(Saved data entries)

mod client;
mod errors;
mod feed;
pub mod types;
pub use self::client::{Client, ClientConfig, FeedBody, DEFAULT_BASE_URL};
pub use self::errors::Error;
pub use self::feed::Feed;
//! The seam between the sync orchestrator and the network.

use async_trait::async_trait;
use twse_api::{Client, FeedBody, Feed};

/// Anything that can produce the body of a feed.
///
/// Implemented for [`twse_api::Client`]; tests plug in canned bodies and
/// scripted failures instead.
#[async_trait]
pub trait FeedFetcher: Send + Sync {
    /// Issues a single request for `feed`.
    async fn fetch(&self, feed: Feed) -> Result<FeedBody, twse_api::Error>;
}

#[async_trait]
impl FeedFetcher for Client {
    async fn fetch(&self, feed: Feed) -> Result<FeedBody, twse_api::Error> {
        Client::fetch(self, feed).await
    }
}
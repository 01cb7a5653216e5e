//! The root layout file as a small typed document.
//!
//! The layout is parsed line-wise into ordered blocks. Font imports and
//! font-factory declarations are first-class blocks so they can be removed
//! and re-inserted through explicit operations; everything else is carried
//! through verbatim. Applying the same operations twice yields the same text.

use crate::error::GenerateError;
use regex::Regex;
use std::path::PathBuf;

/// Layout location, relative to the project root.
pub const LAYOUT_FILE: &str = "app/layout.tsx";

/// Class applied by the scaffold for the default font family.
pub const FONT_FAMILY_CLASS: &str = "font-sans";
pub const ANTIALIASED_CLASS: &str = "antialiased";

#[derive(Debug, Clone, PartialEq, Eq)]
enum Block {
    TypeImport(String),
    FontImport(String),
    /// `const binding = Factory({ ... });` carrying font configuration.
    FontFactory { binding: String, lines: Vec<String> },
    Line(String),
}

impl Block {
    fn text(&self) -> Option<&str> {
        match self {
            Block::TypeImport(s) | Block::FontImport(s) | Block::Line(s) => Some(s),
            Block::FontFactory { .. } => None,
        }
    }
}

#[derive(Debug, Clone, PartialEq, Eq)]
pub struct LayoutDocument {
    blocks: Vec<Block>,
    trailing_newline: bool,
}

impl LayoutDocument {
    pub fn parse(src: &str) -> Result<Self, GenerateError> {
        let factory_start = Regex::new(r"^\s*const\s+(\w+)\s*=\s*\w+\(\{\s*$")?;
        let lines: Vec<&str> = src.lines().collect();

        let mut blocks = Vec::with_capacity(lines.len());
        let mut i = 0;
        while i < lines.len() {
            let line = lines[i];
            let trimmed = line.trim_start();

            if trimmed.starts_with("import type ") {
                blocks.push(Block::TypeImport(line.to_string()));
            } else if trimmed.starts_with("import ") && trimmed.contains("next/font/") {
                blocks.push(Block::FontImport(line.to_string()));
            } else if let Some(caps) = factory_start.captures(line)
                && let Some(len) = lines[i..].iter().position(|l| l.trim() == "});")
            {
                let body = &lines[i..=i + len];
                let is_font = body.iter().any(|l| l.contains("variable:"))
                    && body
                        .iter()
                        .any(|l| l.contains("subsets:") || l.contains("display:"));
                if is_font {
                    blocks.push(Block::FontFactory {
                        binding: caps[1].to_string(),
                        lines: body.iter().map(|l| l.to_string()).collect(),
                    });
                } else {
                    blocks.extend(body.iter().map(|l| Block::Line(l.to_string())));
                }
                i += len + 1;
                continue;
            } else {
                blocks.push(Block::Line(line.to_string()));
            }
            i += 1;
        }

        Ok(Self {
            blocks,
            trailing_newline: src.ends_with('\n'),
        })
    }

    pub fn render(&self) -> String {
        let mut lines: Vec<&str> = Vec::with_capacity(self.blocks.len());
        for block in &self.blocks {
            match block {
                Block::FontFactory { lines: body, .. } => {
                    lines.extend(body.iter().map(String::as_str))
                }
                other => lines.extend(other.text()),
            }
        }
        let mut out = lines.join("\n");
        if self.trailing_newline {
            out.push('\n');
        }
        out
    }

    /// Bindings of the font factories currently declared.
    #[cfg(test)]
    pub fn font_bindings(&self) -> Vec<&str> {
        self.blocks
            .iter()
            .filter_map(|b| match b {
                Block::FontFactory { binding, .. } => Some(binding.as_str()),
                _ => None,
            })
            .collect()
    }

    pub fn remove_font_imports(&mut self) {
        self.blocks.retain(|b| !matches!(b, Block::FontImport(_)));
    }

    /// Drop every font factory together with one blank line following it.
    pub fn remove_font_factories(&mut self) {
        let mut kept = Vec::with_capacity(self.blocks.len());
        let mut drop_blank = false;
        for block in self.blocks.drain(..) {
            match block {
                Block::FontFactory { .. } => drop_blank = true,
                Block::Line(ref s) if drop_blank && s.trim().is_empty() => drop_blank = false,
                other => {
                    drop_blank = false;
                    kept.push(other);
                }
            }
        }
        self.blocks = kept;
    }

    /// Insert after the last type-only import, or at the top.
    pub fn insert_font_import(&mut self, line: String) {
        let at = self
            .blocks
            .iter()
            .rposition(|b| matches!(b, Block::TypeImport(_)))
            .map_or(0, |i| i + 1);
        self.blocks.insert(at, Block::FontImport(line));
    }

    /// Insert before the metadata export, or before the root layout
    /// function when there is no metadata.
    pub fn insert_font_factory(
        &mut self,
        binding: String,
        lines: Vec<String>,
    ) -> Result<(), GenerateError> {
        let anchor = self
            .position_of(|s| s.trim_start().starts_with("export const metadata"))
            .or_else(|| self.position_of(|s| s.trim_start().starts_with("export default function")))
            .ok_or_else(|| template_error("no metadata export or root layout function"))?;

        self.blocks.insert(anchor, Block::Line(String::new()));
        self.blocks
            .insert(anchor, Block::FontFactory { binding, lines });
        Ok(())
    }

    /// Rewrite the `<body>` class attribute so it reads
    /// `${binding.variable} font-sans <remaining classes> antialiased`.
    pub fn rewrite_root_classes(&mut self, binding: &str) -> Result<(), GenerateError> {
        let class_attr = Regex::new(r#"className=(?:\{`([^`]*)`\}|"([^"]*)")"#)?;
        let font_var = Regex::new(r"^\$\{\w+\.variable\}$")?;

        let body = self
            .position_of(|s| s.contains("<body"))
            .ok_or_else(|| template_error("no <body> element"))?;
        let index = self.blocks[body..]
            .iter()
            .position(|b| b.text().is_some_and(|s| class_attr.is_match(s)))
            .map(|i| body + i)
            .ok_or_else(|| template_error("<body> has no className attribute"))?;

        let Some(Block::Line(line)) = self.blocks.get(index) else {
            return Err(template_error("<body> className is not on a plain line"));
        };
        let Some(caps) = class_attr.captures(line) else {
            return Err(template_error("<body> has no className attribute"));
        };
        let current = caps
            .get(1)
            .or_else(|| caps.get(2))
            .map_or("", |m| m.as_str());

        let mut tokens = vec![format!("${{{}.variable}}", binding), FONT_FAMILY_CLASS.to_string()];
        tokens.extend(
            current
                .split_whitespace()
                .filter(|t| !font_var.is_match(t))
                .filter(|t| *t != FONT_FAMILY_CLASS && *t != ANTIALIASED_CLASS)
                .map(str::to_string),
        );
        tokens.push(ANTIALIASED_CLASS.to_string());

        let replacement = format!("className={{`{}`}}", tokens.join(" "));
        let rewritten = class_attr.replace(line, regex::NoExpand(&replacement)).into_owned();
        self.blocks[index] = Block::Line(rewritten);
        Ok(())
    }

    fn position_of(&self, pred: impl Fn(&str) -> bool) -> Option<usize> {
        self.blocks
            .iter()
            .position(|b| matches!(b, Block::Line(s) if pred(s)))
    }
}

fn template_error(message: &str) -> GenerateError {
    GenerateError::Template {
        path: PathBuf::from(LAYOUT_FILE),
        message: message.to_string(),
    }
}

WORK REQUEST: Where a line in the records above contains the string "text", return that line.

EXERCISE RESULT:
//! through verbatim. Applying the same operations twice yields the same text.
    fn text(&self) -> Option<&str> {
                other => lines.extend(other.text()),
            .position(|b| b.text().is_some_and(|s| class_attr.is_match(s)))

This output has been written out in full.